Авдотья, не останавливаясь, ответила ей злым взглядом.
— Чаво зыркаешь? Их Матрёна вчерась баила — кажную ночь к ней в сенник шляется. Тах-то во, миленькая!
Спустившись к колодцу, Дуня остановилась. Пустые ведра с коромыслом, её босые ноги на росистой тропинке, речка, небо с утренними высокими облаками, лучи солнца на воде, ласточки — всё ей показалось вдруг глупым и как-то обидно пустым, бессмысленным. Постояв, она наклонилась, зачерпнула в колодце ведром воду, и в воде колыхнулось лицо жены кабатчика с её вечно поджатыми губами и красивыми, быстрыми чёрными глазами.
«Тах-то во!» — усмехались эти красивые глаза.
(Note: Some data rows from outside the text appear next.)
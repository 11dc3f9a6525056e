//! lattice-server: the telemetry fabric service binary.
//!
//! Boots the in-memory state from a seed document, runs the drift
//! engine on a fixed background cadence, and serves the HTTP surface.

mod ai;
mod routes;

use std::{env, fs, sync::Arc, time::Duration};

use anyhow::{Context, Result};
use chrono::Utc;
use tokio::sync::{Mutex, RwLock};

use lattice_core::{
    engine::{DriftEngine, TICK_INTERVAL_SECS},
    rng::DriftRng,
    state::{SeedDocument, TelemetryState},
};

/// Everything the handlers share.
pub struct AppState {
    pub telemetry:    RwLock<TelemetryState>,
    pub engine:       Mutex<DriftEngine>,
    pub intelligence: ai::IntelligenceClient,
}

pub type SharedState = Arc<AppState>;

#[tokio::main]
async fn main() -> Result<()> {
    dotenvy::dotenv().ok();
    env_logger::Builder::from_env(env_logger::Env::default().default_filter_or("info")).init();

    let seed_path = env::var("LATTICE_SEED_PATH").unwrap_or_else(|_| "data/seed.json".to_string());
    let seed = load_seed(&seed_path);

    let mut rng = match env::var("LATTICE_SEED").ok().and_then(|s| s.parse::<u64>().ok()) {
        Some(master) => {
            log::info!("deterministic drift stream, seed {master}");
            DriftRng::seed_from_u64(master)
        }
        None => DriftRng::from_entropy(),
    };
    let telemetry = TelemetryState::from_seed(seed, &mut rng, Utc::now().timestamp());

    let state: SharedState = Arc::new(AppState {
        telemetry:    RwLock::new(telemetry),
        engine:       Mutex::new(DriftEngine::new(rng)),
        intelligence: ai::IntelligenceClient::from_env(),
    });

    tokio::spawn(drift_loop(state.clone()));

    let addr = env::var("LATTICE_ADDR").unwrap_or_else(|_| "0.0.0.0:8000".to_string());
    let listener = tokio::net::TcpListener::bind(&addr)
        .await
        .with_context(|| format!("cannot bind {addr}"))?;
    log::info!("lattice server listening on {addr}");
    axum::serve(listener, routes::router(state)).await?;
    Ok(())
}

/// Read the seed document. A missing or malformed file still boots the
/// server; derived endpoints answer with the not-initialized error
/// until a valid seed is supplied.
fn load_seed(path: &str) -> SeedDocument {
    match fs::read_to_string(path) {
        Ok(raw) => match serde_json::from_str(&raw) {
            Ok(doc) => doc,
            Err(err) => {
                log::error!("seed file {path} is malformed: {err}");
                SeedDocument::default()
            }
        },
        Err(err) => {
            log::warn!("seed file {path} not readable ({err}); starting unseeded");
            SeedDocument::default()
        }
    }
}

/// Background drift loop. Each pass holds both locks for the duration
/// of one tick so readers always observe a complete tick.
async fn drift_loop(state: SharedState) {
    let mut interval = tokio::time::interval(Duration::from_secs(TICK_INTERVAL_SECS));
    interval.set_missed_tick_behavior(tokio::time::MissedTickBehavior::Delay);
    loop {
        interval.tick().await;
        let mut engine = state.engine.lock().await;
        let mut telemetry = state.telemetry.write().await;
        engine.tick(&mut telemetry, Utc::now().timestamp());
    }
}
В этот же день Авдотья решила убить Клима и Полину.
Дождавшись вечера, когда отец, настучавшись в кузне, повечерял картофельной похлёбкой и пшённой кашей, понюхал табаку, помолился темноликому Спасу, крестясь двуперстно большой и жилистой рукой своей, и пошёл спать, Дуня прошла в кузню, выбрала топор поменьше и поострей, завязала его в платок, дождалась, когда совсем стемнеет, и огородами пошла к кабаку.
Она не знала, как убьёт их, но была готова это сделать. На картофельных полях из-под ног её выскочил заяц и неторопливыми длинными прыжками поскакал прочь. Луна вышла из-за облаков, осветив всё вокруг и серую шёрстку на спинке зайца.
— Зайчишка… — произнесла Авдотья и вспомнила, что надо окучить их картошку в третий раз и что картошка нынче должна быть доброй, не меньше
После картошки потянулись полосы клеверов, частично скошенные. Её босым ступням становилось то мягко, то колко.
— Зарублю! — сказала она громко себе самой незнакомым голосом и прижала обмотанный платком топор к животу.
Кабак и лепившийся к нему дом с жестяным петухом на коньке крыши показались впереди, она пошла медленней, оглядываясь по сторонам. Никого не было вокруг, кроме скирд сена да четырёх стреноженных лошадей. Обойдя огороды Варина, она вышла к скотному двору с постройками и, задерживая дыхание, крадучись по чисто выкошенной луговине, стала приближаться к сеннику. За луговиной перед сенником росли, расщеперившись, как кусты, две рябины. Мягкими шагами приближаясь к сеннику, Дуня вдруг увидела двух людей, идущих к нему сзади, прямо за рябинами. Она подкралась к рябине и встала за ней. Дуня узнала прислужницу кабатчика Матрёну, а парня не узнала. Матрёна сперва почему-то курила, потом стала рассказывать парню шёпотом что-то тайное, и вдруг Дуня услышала слабые стоны женщины. Женщина стонала в сеннике. И Дуня поняла, о чём шептала эта глупая девка. Парень и она подслушивали, что творилось в сеннике. А там делали то, от чего у Авдотьи молотом застучало сердце и кровь прилила к горлу. На сеновале творилось то, что касалось её. Развязав топор, она повесила платок на рябину и стала сзади подходить к этим двум.
— Ладно, пойду я, — произнёс парень, повернулся и пошёл прочь.